Ах да, конечно, Ирэн не хочет портить праздник. А они тут, понимаешь ли, хамят друг другу.

Мать снимает передник, вешает на дверь и выглядывает в окно, чтобы удостовериться, что дети все еще играют в саду, а потом вместо того, чтобы приняться за уборку, поворачивается к обеим дочерям. На щеках ее горят два розовых пятна.

– Ты, наверное, удивишься, но я правда считаю, что из тебя получится хорошая мать. – Ирэн поднимает брови и многозначительно смотрит на Джорджию. – Знаешь, Джорджия, когда твоя сестра сказала мне в прошлом году, что она лесбиянка, мне показалось, что земля уходит из-под ног. Я не обсуждала ни с тобой, ни с кем бы то ни было этот вопрос, поскольку считала, что моя реакция была старомодной и… эгоистичной. – Ирэн замолкает, берет салфетку и начинает крутить ее в руках. – Но раз вы обвиняете друг друга в эгоизме, то могу признаться – мне было трудно. Я чувствовала себя униженной, смущенной после твоего признания, Лу, мне о многом надо было подумать. То есть, разумеется, я знала о твоей ориентации, ну или подозревала, но не была на сто процентов уверена… Я пыталась с кем-то обсудить случившееся, рассказала некоторым своим друзьям из местных. А в ответ слышала: «лишь бы Лу была счастлива», «лучше так, чем жить во лжи», «она все равно твоя дочь», ну и все такое прочее. – Она вздыхает. – Поэтому я предпочла хранить свои чувства в себе.

Лу злится, но сдерживается. В словах Ирэн чувствуется невиданная доселе честность.

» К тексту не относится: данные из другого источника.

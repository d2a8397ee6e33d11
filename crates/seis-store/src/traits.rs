use seis_types::{EntityId, EntityKind, StoredEntity};

use crate::error::StoreResult;

/// The single authoritative collection of entities shared by all sessions.
///
/// All implementations must satisfy these invariants:
/// - The store is a dumb keyed map: it validates nothing beyond a
///   well-formed (non-nil) id.
/// - Writes are last-write-wins per `(kind, id)`.
/// - Values are cloned on the way in and out; callers never hold references
///   into the store.
pub trait SharedStore: Send + Sync {
    /// Read an entity. Returns `Ok(None)` if it does not exist.
    fn get(&self, kind: EntityKind, id: &EntityId) -> StoreResult<Option<StoredEntity>>;

    /// Write an entity, replacing any previous value with the same id.
    fn set(&self, entity: &StoredEntity) -> StoreResult<()>;

    /// Check whether an entity exists.
    fn has(&self, kind: EntityKind, id: &EntityId) -> StoreResult<bool>;

    /// All ids of the given kind, sorted.
    fn ids(&self, kind: EntityKind) -> StoreResult<Vec<EntityId>>;

    /// Read multiple entities of one kind.
    ///
    /// Default implementation calls `get()` for each id.
    fn get_batch(
        &self,
        kind: EntityKind,
        ids: &[EntityId],
    ) -> StoreResult<Vec<Option<StoredEntity>>> {
        ids.iter().map(|id| self.get(kind, id)).collect()
    }

    /// Write multiple entities.
    ///
    /// Default implementation calls `set()` for each entity.
    fn set_batch(&self, entities: &[StoredEntity]) -> StoreResult<()> {
        entities.iter().try_for_each(|entity| self.set(entity))
    }

    /// Every entity of the given kind, ordered by id.
    fn all(&self, kind: EntityKind) -> StoreResult<Vec<StoredEntity>> {
        let ids = self.ids(kind)?;
        Ok(self.get_batch(kind, &ids)?.into_iter().flatten().collect())
    }
}
use std::fmt;

use serde::{Deserialize, Serialize};

use crate::detection::Detection;
use crate::error::TypeError;
use crate::event::Event;
use crate::id::{EntityId, RevisionId};

/// The two kinds of entity the cache versions.
#[derive(Clone, Copy, Debug, PartialEq, Eq, Hash, PartialOrd, Ord, Serialize, Deserialize)]
#[serde(rename_all = "snake_case")]
pub enum EntityKind {
    Event,
    Detection,
}

impl fmt::Display for EntityKind {
    fn fmt(&self, f: &mut fmt::Formatter<'_>) -> fmt::Result {
        match self {
            Self::Event => write!(f, "event"),
            Self::Detection => write!(f, "detection"),
        }
    }
}

/// One versioned content snapshot of an entity (a hypothesis).
pub trait Revision: Clone + fmt::Debug + PartialEq {
    /// This revision's own id.
    fn id(&self) -> &RevisionId;

    /// Id of the entity this revision belongs to.
    fn owner_id(&self) -> &EntityId;

    fn is_rejected(&self) -> bool;

    fn is_modified(&self) -> bool;

    fn set_modified(&mut self, modified: bool);

    /// A copy of this content addressed under a different revision id.
    fn relabeled(&self, id: RevisionId) -> Self;
}

/// A long-lived, externally addressable object with an append-only list of
/// revisions, a current pointer and a preferred-revision history.
pub trait Entity: Clone + fmt::Debug + PartialEq {
    type Revision: Revision;

    const KIND: EntityKind;

    fn id(&self) -> &EntityId;

    fn revisions(&self) -> &[Self::Revision];

    fn revisions_mut(&mut self) -> &mut Vec<Self::Revision>;

    fn current_id(&self) -> Option<&RevisionId>;

    fn set_current_id(&mut self, id: Option<RevisionId>);

    fn preferred_history(&self) -> &[RevisionId];

    fn preferred_history_mut(&mut self) -> &mut Vec<RevisionId>;

    fn into_stored(self) -> StoredEntity;

    fn try_from_stored(stored: StoredEntity) -> Result<Self, TypeError>;

    fn from_stored_ref(stored: &StoredEntity) -> Option<&Self>;

    /// Look up a revision by id.
    fn revision(&self, id: &RevisionId) -> Option<&Self::Revision> {
        self.revisions().iter().find(|r| r.id() == id)
    }

    /// The revision the current pointer resolves to, if any.
    fn current_revision(&self) -> Option<&Self::Revision> {
        self.current_id().and_then(|id| self.revision(id))
    }

    fn current_revision_mut(&mut self) -> Option<&mut Self::Revision> {
        let id = *self.current_id()?;
        self.revisions_mut().iter_mut().find(|r| *r.id() == id)
    }

    /// An entity whose current pointer resolves to nothing is invalid and
    /// must not be surfaced as a valid entity.
    fn is_valid(&self) -> bool {
        self.current_revision().is_some()
    }

    /// `true` if any revision carries uncommitted edits.
    fn is_modified(&self) -> bool {
        self.revisions().iter().any(Revision::is_modified)
    }

    fn clear_modified(&mut self) {
        for revision in self.revisions_mut() {
            revision.set_modified(false);
        }
    }

    /// Replace or append `revision`, make it current and record it in the
    /// preferred history.
    fn revise(&mut self, revision: Self::Revision) {
        let id = *revision.id();
        match self.revisions_mut().iter_mut().find(|r| *r.id() == id) {
            Some(slot) => *slot = revision,
            None => self.revisions_mut().push(revision),
        }
        if !self.preferred_history().contains(&id) {
            self.preferred_history_mut().push(id);
        }
        self.set_current_id(Some(id));
    }
}

/// The unit of storage in the shared store.
#[derive(Clone, Debug, PartialEq, Serialize, Deserialize)]
#[serde(tag = "kind", rename_all = "snake_case")]
pub enum StoredEntity {
    Event(Event),
    Detection(Detection),
}

impl StoredEntity {
    pub fn kind(&self) -> EntityKind {
        match self {
            Self::Event(_) => EntityKind::Event,
            Self::Detection(_) => EntityKind::Detection,
        }
    }

    pub fn id(&self) -> &EntityId {
        match self {
            Self::Event(e) => e.id(),
            Self::Detection(d) => d.id(),
        }
    }

    pub fn is_modified(&self) -> bool {
        match self {
            Self::Event(e) => e.is_modified(),
            Self::Detection(d) => d.is_modified(),
        }
    }
}

impl From<Event> for StoredEntity {
    fn from(event: Event) -> Self {
        Self::Event(event)
    }
}

impl From<Detection> for StoredEntity {
    fn from(detection: Detection) -> Self {
        Self::Detection(detection)
    }
}
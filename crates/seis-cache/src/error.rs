//! Error types for the working cache.

use seis_types::{AssociationId, EntityId, EntityKind};

/// Errors that can occur during working cache operations.
#[derive(Debug, thiserror::Error)]
pub enum CacheError {
    /// The id is absent from both the overlay and the shared store.
    #[error("{kind} not found: {id}")]
    NotFound { kind: EntityKind, id: EntityId },

    /// The detection is in conflict and not associated to the open event.
    #[error("cannot update detection {id}: it is in conflict and not associated to the currently open event")]
    ConflictLocked { id: EntityId },

    /// An edit tried to re-activate an association that was rejected.
    #[error("association {association} on event {event} was rejected and cannot be re-created")]
    AssociationRejected {
        event: EntityId,
        association: AssociationId,
    },

    /// History ledger operation failed.
    #[error("history error: {0}")]
    History(#[from] seis_history::HistoryError),

    /// Shared store operation failed.
    #[error("store error: {0}")]
    Store(#[from] seis_store::StoreError),

    /// A stored value had the wrong kind.
    #[error("type error: {0}")]
    Type(#[from] seis_types::TypeError),
}

/// Convenience alias for cache results.
pub type CacheResult<T> = Result<T, CacheError>;
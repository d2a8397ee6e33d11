//! Foundation types for the seismic analysis working cache.
//!
//! Every other `seis-*` crate depends on `seis-types`. The types here are
//! plain data: they carry no cache, ledger or store behavior.
//!
//! # Key Types
//!
//! - [`EntityId`], [`RevisionId`], [`AssociationId`], [`HistoryId`], [`ChangeId`], [`SessionId`] -- UUID v7 identifiers
//! - [`Event`] / [`EventRevision`] -- seismic events and their hypotheses
//! - [`Detection`] / [`DetectionRevision`] -- signal detections and their hypotheses
//! - [`AssociationRecord`] -- stored event-to-detection link
//! - [`Association`] -- derived, resolved association
//! - [`Entity`] / [`Revision`] -- shared shape used by the ledger and cache
//! - [`StoredEntity`] -- the unit of storage in the shared store

pub mod association;
pub mod detection;
pub mod entity;
pub mod error;
pub mod event;
pub mod id;

pub use association::{Association, AssociationRecord};
pub use detection::{Detection, DetectionRevision};
pub use entity::{Entity, EntityKind, Revision, StoredEntity};
pub use error::TypeError;
pub use event::{Event, EventRevision, Location};
pub use id::{AssociationId, ChangeId, EntityId, HistoryId, RevisionId, SessionId};
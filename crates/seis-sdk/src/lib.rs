//! Multi-analyst workspace for seismic event review.
//!
//! A [`Workspace`] owns the shared store and one [`WorkingCache`] per open
//! analyst session. Newly admitted data reaches every session; committed
//! edits reach every session except the one that made them.

pub mod commit;
pub mod config;
pub mod error;
pub mod workspace;

pub use commit::CommitReport;
pub use config::WorkspaceConfig;
pub use error::{SdkError, SdkResult};
pub use workspace::Workspace;

// Re-export key types
pub use seis_cache::{CacheConfig, UndoOutcome, WorkingCache};
pub use seis_history::ActionDescription;
pub use seis_types::{Detection, EntityId, EntityKind, Event, SessionId};
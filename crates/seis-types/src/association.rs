use serde::{Deserialize, Serialize};

use crate::id::{AssociationId, EntityId, RevisionId};

/// A link stored on an event revision, pointing at one detection revision.
///
/// Once an association id has been rejected it stays rejected: it must never
/// be re-activated under the same id.
#[derive(Clone, Debug, PartialEq, Eq, Hash, Serialize, Deserialize)]
pub struct AssociationRecord {
    pub id: AssociationId,
    pub event_revision_id: RevisionId,
    pub detection_revision_id: RevisionId,
    pub rejected: bool,
}

impl AssociationRecord {
    /// Create a new, non-rejected association record with a fresh id.
    pub fn new(event_revision_id: RevisionId, detection_revision_id: RevisionId) -> Self {
        Self {
            id: AssociationId::new(),
            event_revision_id,
            detection_revision_id,
            rejected: false,
        }
    }

    /// The same record, marked rejected.
    pub fn rejected(mut self) -> Self {
        self.rejected = true;
        self
    }
}

/// A resolved association between an event and a detection.
///
/// Derived from the current event revisions; never stored.
#[derive(Clone, Debug, PartialEq, Eq, Hash, Serialize, Deserialize)]
pub struct Association {
    pub id: AssociationId,
    pub event_id: EntityId,
    pub detection_id: EntityId,
    pub event_revision_id: RevisionId,
    pub detection_revision_id: RevisionId,
    pub rejected: bool,
}

impl Association {
    /// Resolve a record owned by `event_id` against the detection that owns
    /// the referenced revision.
    pub fn resolve(event_id: EntityId, detection_id: EntityId, record: &AssociationRecord) -> Self {
        Self {
            id: record.id,
            event_id,
            detection_id,
            event_revision_id: record.event_revision_id,
            detection_revision_id: record.detection_revision_id,
            rejected: record.rejected,
        }
    }
}
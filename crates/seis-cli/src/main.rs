use clap::Parser;

mod cli;
mod commands;
mod script;

fn main() -> anyhow::Result<()> {
    tracing_subscriber::fmt::init();
    let cli = cli::Cli::parse();
    commands::run_command(cli)
}
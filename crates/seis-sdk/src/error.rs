use thiserror::Error;

use seis_types::SessionId;

#[derive(Debug, Error)]
pub enum SdkError {
    #[error("session not found: {0}")]
    SessionNotFound(SessionId),

    #[error("cache error: {0}")]
    Cache(#[from] seis_cache::CacheError),

    #[error("store error: {0}")]
    Store(#[from] seis_store::StoreError),

    #[error("type error: {0}")]
    Type(#[from] seis_types::TypeError),

    #[error("invalid config: {0}")]
    Config(#[from] toml::de::Error),
}

pub type SdkResult<T> = Result<T, SdkError>;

– Прости меня, Лу. – Ирэн оставляет салфетку в покое и смотрит на дочь. – Я многое из этого утаила, поскольку боялась тебя обидеть или расстроить. Я чувствовала себя такой виноватой, но у меня было ощущение, будто я перенесла тяжелую утрату. Ну конечно, это не такой серьезный удар, как когда я потеряла вашего отца, но все равно удар. Мне все давалось тяжело: заниматься домашними делами, видеться с кем-то, находиться рядом с тобой, Джорджия, поскольку твоя семья казалась на контрасте такой нормальной. Иногда я плакала в подушку, а потом засыпала в слезах. – Она судорожно сглатывает и продолжает: – Много месяцев в моей голове жила одна тревога. Но постепенно я оправилась, привыкла к этой мысли, ты познакомила меня с Софией, что было даже приятно… – Ого, думает Лу, а я и понятия не имела. – А потом отчего-то меня опять накрыло… когда вы расстались с Софией, то я только и думала, что ты закончишь свои дни в одиночестве, тебе не с кем будет разделить свою жизнь…

Примерно как и ты, думает Лу.

– Ох, мамочка, – говорит она и чувствует, как к глазам подступают слезы.

– Но потом я сама с собой поговорила, объяснила, что жизнь коротка и надо покончить с самоедством, обвинениями и тревогами. Лу права. Она может о себе позаботиться. Она взрослая женщина, у нее хорошая работа, а с кем она проводит время – это не самое важное…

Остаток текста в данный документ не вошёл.